Swiftwater laboratory starts with Col. Slee

Original stone buildings of Slee's Pocono Biological Laboratories in Swiftwater, Pa.
What began as a smallpox vaccine laboratory in 1897
is now a major international vaccine manufacturer called Sanofi Pasteur.

By Amy Leiser, Executive Director
Monroe County Historical Association

Richard M. Slee was born in Brooklyn, N.Y., on September 15, 1867 to Canadian immigrants, Richard and Maria Jane (Orr) Slee. He was the oldest of three children and had a younger sister, Elizabeth, born in 1871 and a brother, Alfred, born in 1877. Unfortunately, Slee’s siblings died before reaching adulthood; his sister died in 1883 from scarlet fever, and his brother died in 1878 from meningitis. It is uncertain if these deaths influenced Slee (who was a teenager at the time of the deaths) to choose a career in the medical field focusing on vaccination, but these deaths certainly impacted his life. Both scarlet fever and meningitis would later become preventable diseases through vaccination.

Slee attended the Long Island College Hospital where he studied medical education. He was an excellent student and received scholarships as well as the Dudley Gold Medal and the Lewis Anatomical Prize. When he graduated in 1891, Slee joined forces with Dr. George Sternberg, a renowned bacteriologist, who studied infectious diseases, specifically smallpox.

Smallpox caused millions of deaths worldwide in the 20th century. Vaccination against smallpox had been developed by a British doctor in the 1700s who discovered the disease could be prevented by inoculating humans with cowpox. While using cowpox as a vaccine was successful in preventing smallpox, the side effects of the inoculation were severe and many people refused to be vaccinated.

Sternberg was concerned by the public’s refusal to embrace the scientifically-proven cowpox vaccine and sent Slee to France after hearing about a new method of distributing the vaccine. Slee reported that the Pasteur Institute in France had developed a better vaccine with fewer side-effects. Also, the new vaccine was mixed with glycerin to improve its shelf-life. Sternberg encouraged Slee to establish a laboratory to develop an improved glycerolized smallpox vaccine.

Slee first came to Monroe County in the early 1890s. He had contracted cholera and traveled to Swiftwater to recuperate and enjoy the “fresh air and invigorating waters.” Richard Slee stayed at the Swiftwater Inn owned by Arthur and Ella Maginnis. While resting at the Swiftwater Inn, Slee met and fell in love with the owner’s daughter, Ella. Richard and Ella were married in 1892. Arthur Maginnis died and Ella, along with her mother, inherited the Swiftwater Inn and the surrounding acreage. Slee now had the perfect location to build his laboratory.

In 1897, Slee established his laboratory, Pocono Biological Laboratories; his first client was the U.S. Army. Slee’s lab was the first and only company in the United States to produce France’s improved smallpox vaccine. Only one year later, Slee provided all of the vaccines used in Cuba during the Spanish-American War in 1898.

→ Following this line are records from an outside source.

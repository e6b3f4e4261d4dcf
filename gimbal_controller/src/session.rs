use std::{io, time::Duration};

use async_trait::async_trait;
use ptu::encode_home;
use tracing::{debug, info, trace, warn};
use utilities::tcp_link::TcpLink;

use crate::config::GimbalConfig;

#[derive(Debug, thiserror::Error)]
pub enum SessionError {
    #[error("Failed to connect to gimbal at {addr}: {source}")]
    Connection {
        addr: String,
        #[source]
        source: io::Error,
    },

    #[error("Failed to send to gimbal at {addr}: {source}")]
    Transport {
        addr: String,
        #[source]
        source: io::Error,
    },
}

/// Write side of a gimbal connection as seen by the sequencer and run controller.
#[async_trait]
pub trait GimbalLink: Send {
    /// Connects, homes and waits for the gimbal to settle.
    async fn power_on(&mut self) -> Result<(), SessionError>;

    async fn send(&mut self, command: &str) -> Result<(), SessionError>;

    async fn home(&mut self) -> Result<(), SessionError> {
        self.send(encode_home()).await
    }

    /// Returns and clears whatever the gimbal has sent so far.
    fn receive(&mut self) -> String;

    /// Homes, settles and releases the connection. Acts at most once.
    async fn close(&mut self) -> Result<(), SessionError>;
}

#[derive(Debug, Clone, Copy, PartialEq, Eq)]
enum SessionState {
    Idle,
    Connected,
    Closed,
}

pub struct Session {
    link: TcpLink,
    response: Vec<u8>,
    settle_delay: Duration,
    state: SessionState,
}

impl Session {
    pub fn new(link: TcpLink, settle_delay: Duration) -> Self {
        Self {
            link,
            response: Vec::new(),
            settle_delay,
            state: SessionState::Idle,
        }
    }

    pub fn from_config(config: &GimbalConfig) -> Self {
        let link = TcpLink::new(
            config.connection.host.clone(),
            config.connection.port,
            config.connection.connect_timeout(),
            config.connection.write_timeout(),
        );

        Self::new(link, config.motion.settle_delay())
    }

    pub fn addr(&self) -> String {
        self.link.addr()
    }

    pub fn is_connected(&self) -> bool {
        self.state == SessionState::Connected
    }

    pub fn is_closed(&self) -> bool {
        self.state == SessionState::Closed
    }

    pub async fn connect(&mut self) -> Result<(), SessionError> {
        if self.state != SessionState::Idle {
            return Err(SessionError::Connection {
                addr: self.addr(),
                source: io::Error::new(
                    io::ErrorKind::AlreadyExists,
                    "Session was already connected once",
                ),
            });
        }

        self.link
            .connect()
            .await
            .map_err(|source| SessionError::Connection {
                addr: self.link.addr(),
                source,
            })?;

        self.state = SessionState::Connected;
        info!(addr = %self.addr(), "connected to gimbal");

        Ok(())
    }

    pub fn get_response(&mut self) -> String {
        if let Err(e) = self.link.drain(&mut self.response) {
            debug!(error = %e, "failed to read gimbal response");
        }

        let output = String::from_utf8_lossy(&self.response).into_owned();
        self.response.clear();
        output
    }

    fn not_open(&self, reason: &str) -> SessionError {
        SessionError::Transport {
            addr: self.addr(),
            source: io::Error::new(io::ErrorKind::NotConnected, reason.to_string()),
        }
    }
}

#[async_trait]
impl GimbalLink for Session {
    async fn power_on(&mut self) -> Result<(), SessionError> {
        self.connect().await?;
        self.home().await?;
        tokio::time::sleep(self.settle_delay).await;

        Ok(())
    }

    async fn send(&mut self, command: &str) -> Result<(), SessionError> {
        match self.state {
            SessionState::Connected => {}
            SessionState::Idle => return Err(self.not_open("Session is not connected")),
            SessionState::Closed => return Err(self.not_open("Session is closed")),
        }

        trace!(command = %command.escape_debug(), "sending");

        self.link
            .write_all(command.as_bytes())
            .await
            .map_err(|source| SessionError::Transport {
                addr: self.link.addr(),
                source,
            })
    }

    fn receive(&mut self) -> String {
        self.get_response()
    }

    async fn close(&mut self) -> Result<(), SessionError> {
        match self.state {
            SessionState::Closed => {
                debug!("session already closed");
                return Ok(());
            }
            SessionState::Idle => {
                self.state = SessionState::Closed;
                return Ok(());
            }
            SessionState::Connected => {}
        }

        info!(addr = %self.addr(), "homing gimbal before disconnect");

        let homed = self.home().await;
        if homed.is_ok() {
            tokio::time::sleep(self.settle_delay).await;
        }

        self.state = SessionState::Closed;
        let released = self.link.shutdown().await;

        homed?;
        released.map_err(|source| SessionError::Transport {
            addr: self.link.addr(),
            source,
        })?;

        info!(addr = %self.addr(), "gimbal connection closed");

        Ok(())
    }
}

impl Drop for Session {
    fn drop(&mut self) {
        if self.state == SessionState::Connected && self.link.is_connected() {
            warn!(addr = %self.addr(), "releasing gimbal connection without homing");
        }
    }
}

In 1908, the U.S. Army created the Medical Reserve Corps. Richard Slee was among the first to serve, and his commission led him to begin his career in the military and his active participation in the Reserves. From 1913 to 1917, he was the Sanitation Officer at the 50th reunion of the Civil War Veterans held in Gettysburg, the Sanitary Officer at the Medical Officers Training camp in Tobyhanna, and completed correspondent classes for medical officers through Fort Leavenworth, Kansas.

During the first two months of World War I in 1917, Slee reported for duty at Camp Crane in Allentown, serving in the Army Ambulance Corp. Upon his arrival in Allentown, Slee was promoted to major. In 1918, he was promoted to lieutenant colonel, and in 1919, Slee became a colonel and took command of the Allentown camp. In 1922, Slee rose to national commander of the U.S. Army Ambulance Service Association.

While Slee pursued his military career, his laboratory continued under the guidance of his son, Arthur. The laboratory continued to be successful, creating the smallpox vaccine and began expanding, both in different vaccine manufacturing and laboratory space. According to the 1915 Christmas edition of
The Times-Democrat newspaper, the laboratory in Swiftwater manufactured vaccines for tetanus, diphtheria, typhoid, and canine distemper to be used in the Unites States and around the world. The article noted that in 1914, the laboratory could no longer accept new orders and had to turn away requests for vaccines from European countries – the labs simply could not keep up with the world-wide demand. The estimated money lost from not accepting the new orders in 1914 was one million dollars.

With his laboratory in Swiftwater a great success, Slee joined the New York State Department of Health in 1923 where he stayed until his retirement in 1937. He returned to Monroe County and lived in Stroudsburg. Col. Richard Slee died in Stroudsburg on April 8, 1945 and is buried in the family plot at Laurelwood Cemetery.